◆ EXERCISE OBJECTIVE
Look for the line that has "into a value." in the material below; please repeat it and every line after it, exactly, up to and including the line that has "fn from(value: String)", and nothing else.

◆ GIVEN INFORMATION
________________

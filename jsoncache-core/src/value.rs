//! The recursive value model shared by every component of the store.
//!
//! [`Value`] is a tagged union over everything a JSON payload can carry. Numbers are kept
//! as `f64`, so `30` and `30.0` are the same value once stored. Objects use a sorted map;
//! key order never affects equality.

use std::collections::BTreeMap;

use bson::{Bson, Document as BsonDocument};
use serde::{Deserialize, Serialize};
use serde_json::Value as JsonValue;

use crate::error::{DocumentStoreError, DocumentStoreResult};

/// String-keyed object body of a [`Value::Object`].
pub type Map = BTreeMap<String, Value>;

/// Largest integer an `f64` represents exactly (2^53).
const MAX_SAFE_INTEGER: f64 = 9_007_199_254_740_992.0;

/// A JSON-like datum.
///
/// Serializes as plain JSON (no variant tags); the binary codec carries its own
/// type tags, see [`crate::codec`].
#[derive(Debug, Clone, PartialEq, Default, Serialize, Deserialize)]
#[serde(untagged)]
pub enum Value {
    /// JSON `null`.
    #[default]
    Null,
    /// `true` or `false`.
    Bool(bool),
    /// Any number, integral or not.
    Number(f64),
    /// UTF-8 string.
    String(String),
    /// Ordered, possibly heterogeneous list.
    Array(Vec<Value>),
    /// String-keyed object.
    Object(Map),
}

impl Value {
    /// Short name of the variant, used in error messages.
    pub fn type_name(&self) -> &'static str {
        match self {
            Value::Null => "null",
            Value::Bool(_) => "bool",
            Value::Number(_) => "number",
            Value::String(_) => "string",
            Value::Array(_) => "array",
            Value::Object(_) => "object",
        }
    }

    pub fn is_null(&self) -> bool {
        matches!(self, Value::Null)
    }

    pub fn is_object(&self) -> bool {
        matches!(self, Value::Object(_))
    }

    pub fn as_bool(&self) -> Option<bool> {
        match self {
            Value::Bool(value) => Some(*value),
            _ => None,
        }
    }

    pub fn as_f64(&self) -> Option<f64> {
        match self {
            Value::Number(value) => Some(*value),
            _ => None,
        }
    }

    pub fn as_str(&self) -> Option<&str> {
        match self {
            Value::String(value) => Some(value),
            _ => None,
        }
    }

    pub fn as_array(&self) -> Option<&Vec<Value>> {
        match self {
            Value::Array(values) => Some(values),
            _ => None,
        }
    }

    pub fn as_object(&self) -> Option<&Map> {
        match self {
            Value::Object(map) => Some(map),
            _ => None,
        }
    }

    pub fn as_object_mut(&mut self) -> Option<&mut Map> {
        match self {
            Value::Object(map) => Some(map),
            _ => None,
        }
    }

    /// Looks up `key` if this value is an object.
    pub fn get(&self, key: &str) -> Option<&Value> {
        self.as_object().and_then(|map| map.get(key))
    }

    /// Parses a JSON text into a value.
    pub fn from_json_str(input: &str) -> DocumentStoreResult<Value> {
        Ok(serde_json::from_str(input)?)
    }

    /// Converts a value that must be an object into its map.
    ///
    /// # Errors
    ///
    /// Returns [`DocumentStoreError::InvalidDocument`] for any other variant.
    pub fn into_object(self) -> DocumentStoreResult<Map> {
        match self {
            Value::Object(map) => Ok(map),
            other => Err(DocumentStoreError::InvalidDocument(format!(
                "expected an object, found {}",
                other.type_name()
            ))),
        }
    }
}

impl From<bool> for Value {
    fn from(value: bool) -> Self {
        Value::Bool(value)
    }
}

impl From<f64> for Value {
    fn from(value: f64) -> Self {
        Value::Number(value)
    }
}

impl From<i32> for Value {
    fn from(value: i32) -> Self {
        Value::Number(value as f64)
    }
}

impl From<i64> for Value {
    fn from(value: i64) -> Self {
        Value::Number(value as f64)
    }
}

impl From<u32> for Value {
    fn from(value: u32) -> Self {
        Value::Number(value as f64)
    }
}

impl From<&str> for Value {
    fn from(value: &str) -> Self {
        Value::String(value.to_string())
    }
}

impl From<String> for Value {
    fn from(value: String) -> Self {
        Value::String(value)
    }
}

impl From<Vec<Value>> for Value {
    fn from(values: Vec<Value>) -> Self {
        Value::Array(values)
    }
}

impl From<Map> for Value {
    fn from(map: Map) -> Self {
        Value::Object(map)
    }
}

impl<K: Into<String>, V: Into<Value>> FromIterator<(K, V)> for Value {
    fn from_iter<I: IntoIterator<Item = (K, V)>>(iter: I) -> Self {
        Value::Object(
            iter
                .into_iter()
                .map(|(key, value)| (key.into(), value.into()))
                .collect()
        )
    }
}

impl From<JsonValue> for Value {
    fn from(json: JsonValue) -> Self {
        match json {
            JsonValue::Null => Value::Null,
            JsonValue::Bool(value) => Value::Bool(value),
            JsonValue::Number(number) => number
                .as_f64()
                .map_or(Value::Null, Value::Number),
            JsonValue::String(value) => Value::String(value),
            JsonValue::Array(values) => Value::Array(
                values
                    .into_iter()
                    .map(Value::from)
                    .collect()
            ),
            JsonValue::Object(map) => Value::Object(
                map
                    .into_iter()
                    .map(|(key, value)| (key, Value::from(value)))
                    .collect()
            ),
        }
    }
}

impl From<Value> for JsonValue {
    fn from(value: Value) -> Self {
        match value {
            Value::Null => JsonValue::Null,
            Value::Bool(value) => JsonValue::Bool(value),
            // Integral numbers render without a fractional part.
            Value::Number(number) if number.fract() == 0.0 && number.abs() <= MAX_SAFE_INTEGER => {
                JsonValue::from(number as i64)
            }
            // JSON has no representation for NaN or infinities.
            Value::Number(number) => serde_json::Number::from_f64(number)
                .map_or(JsonValue::Null, JsonValue::Number),
            Value::String(value) => JsonValue::String(value),
            Value::Array(values) => JsonValue::Array(
                values
                    .into_iter()
                    .map(JsonValue::from)
                    .collect()
            ),
            Value::Object(map) => JsonValue::Object(
                map
                    .into_iter()
                    .map(|(key, value)| (key, JsonValue::from(value)))
                    .collect()
            ),
        }
    }
}

/// Object keys become BSON element names, which cannot hold U+0000. The store file uses
/// its own pair encoding, see [`crate::codec`].
impl From<Value> for Bson {
    fn from(value: Value) -> Self {
        match value {
            Value::Null => Bson::Null,
            Value::Bool(value) => Bson::Boolean(value),
            Value::Number(number) => Bson::Double(number),
            Value::String(value) => Bson::String(value),
            Value::Array(values) => Bson::Array(
                values
                    .into_iter()
                    .map(Bson::from)
                    .collect()
            ),
            Value::Object(map) => Bson::Document(
                map
                    .into_iter()
                    .map(|(key, value)| (key, Bson::from(value)))
                    .collect::<BsonDocument>()
            ),
        }
    }
}

impl TryFrom<Bson> for Value {
    type Error = DocumentStoreError;

    fn try_from(bson: Bson) -> DocumentStoreResult<Self> {
        Ok(match bson {
            Bson::Null => Value::Null,
            Bson::Boolean(value) => Value::Bool(value),
            Bson::Double(number) => Value::Number(number),
            Bson::Int32(number) => Value::Number(number as f64),
            Bson::Int64(number) => Value::Number(number as f64),
            Bson::String(value) => Value::String(value),
            Bson::Array(values) => Value::Array(
                values
                    .into_iter()
                    .map(Value::try_from)
                    .collect::<DocumentStoreResult<Vec<_>>>()?
            ),
            Bson::Document(doc) => Value::Object(
                doc
                    .into_iter()
                    .map(|(key, value)| Ok((key, Value::try_from(value)?)))
                    .collect::<DocumentStoreResult<Map>>()?
            ),
            other => {
                return Err(DocumentStoreError::Serialization(format!(
                    "unsupported BSON element type {:?}",
                    other.element_type()
                )));
            }
        })
    }
}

________________

◆ OUTPUT OF THE EXERCISE
    /// Parses a JSON text into a value.
    pub fn from_json_str(input: &str) -> DocumentStoreResult<Value> {
        Ok(serde_json::from_str(input)?)
    }

    /// Converts a value that must be an object into its map.
    ///
    /// # Errors
    ///
    /// Returns [`DocumentStoreError::InvalidDocument`] for any other variant.
    pub fn into_object(self) -> DocumentStoreResult<Map> {
        match self {
            Value::Object(map) => Ok(map),
            other => Err(DocumentStoreError::InvalidDocument(format!(
                "expected an object, found {}",
                other.type_name()
            ))),
        }
    }
}

impl From<bool> for Value {
    fn from(value: bool) -> Self {
        Value::Bool(value)
    }
}

impl From<f64> for Value {
    fn from(value: f64) -> Self {
        Value::Number(value)
    }
}

impl From<i32> for Value {
    fn from(value: i32) -> Self {
        Value::Number(value as f64)
    }
}

impl From<i64> for Value {
    fn from(value: i64) -> Self {
        Value::Number(value as f64)
    }
}

impl From<u32> for Value {
    fn from(value: u32) -> Self {
        Value::Number(value as f64)
    }
}

impl From<&str> for Value {
    fn from(value: &str) -> Self {
        Value::String(value.to_string())
    }
}

impl From<String> for Value {
    fn from(value: String) -> Self {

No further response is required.